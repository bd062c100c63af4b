// Canned building blocks for template synthesis.
// Paragraph joins ("\n\n") are added by the synthesizer, not stored here.

pub const OPENING_PROFESSIONAL: &str = "I'm writing to express my interest in your project. \
    After reviewing your requirements, I believe my experience makes me an excellent candidate.";

pub const OPENING_CONVERSATIONAL: &str = "Hey there! I came across your job posting and I'm \
    really excited about the opportunity to work with you on this project.";

pub const OPENING_TECHNICAL: &str = "Upon analyzing your technical requirements, I'd like to \
    present my approach to delivering an efficient and scalable solution for your project.";

/// Used for any tone outside the selectable set.
pub const OPENING_GENERIC: &str = "Thank you for posting this job opportunity. \
    I'm interested in working with you on this project.";

pub const SKILLS_SECTION: &str = "I have extensive experience in this field, having successfully \
completed several similar projects. Key highlights of my background include:

• Over 5 years of expertise in web development and design
• Proficiency in modern frameworks and technologies
• A portfolio of successful projects with satisfied clients
• Strong communication skills and responsive work ethic";

pub const APPROACH_SECTION: &str = "My approach to your project would be methodical and \
    client-focused. I would begin with a thorough analysis of your requirements, followed by \
    regular updates throughout the development process to ensure alignment with your vision.";

pub const TIMELINE_SECTION: &str = "Based on your requirements, I estimate this project would \
    take approximately 2-3 weeks to complete, with the first deliverable ready within 3-4 days \
    of project commencement.";

/// Replace `{instructions}` before use.
pub const CUSTOM_SECTION_TEMPLATE: &str = "Regarding your specific requirements: {instructions}";

/// Replace `{platform}` before use.
pub const CLOSING_TEMPLATE: &str = "I would be happy to discuss this project in more detail. \
Please feel free to message me on {platform} if you have any questions or would like to schedule a call.

Looking forward to potentially working together.

Best regards,
[Your Name]";
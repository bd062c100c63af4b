// Per-client sessions: generation state machine plus account context, kept in memory.

pub mod generation;
pub mod handlers;
pub mod store;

● Aim of the task:
Please restate word for word only the lines from the one with "pub mod generation;" through the final line of the listing above, both of them included.

● Solution to the exercise:
pub mod generation;
pub mod handlers;
pub mod store;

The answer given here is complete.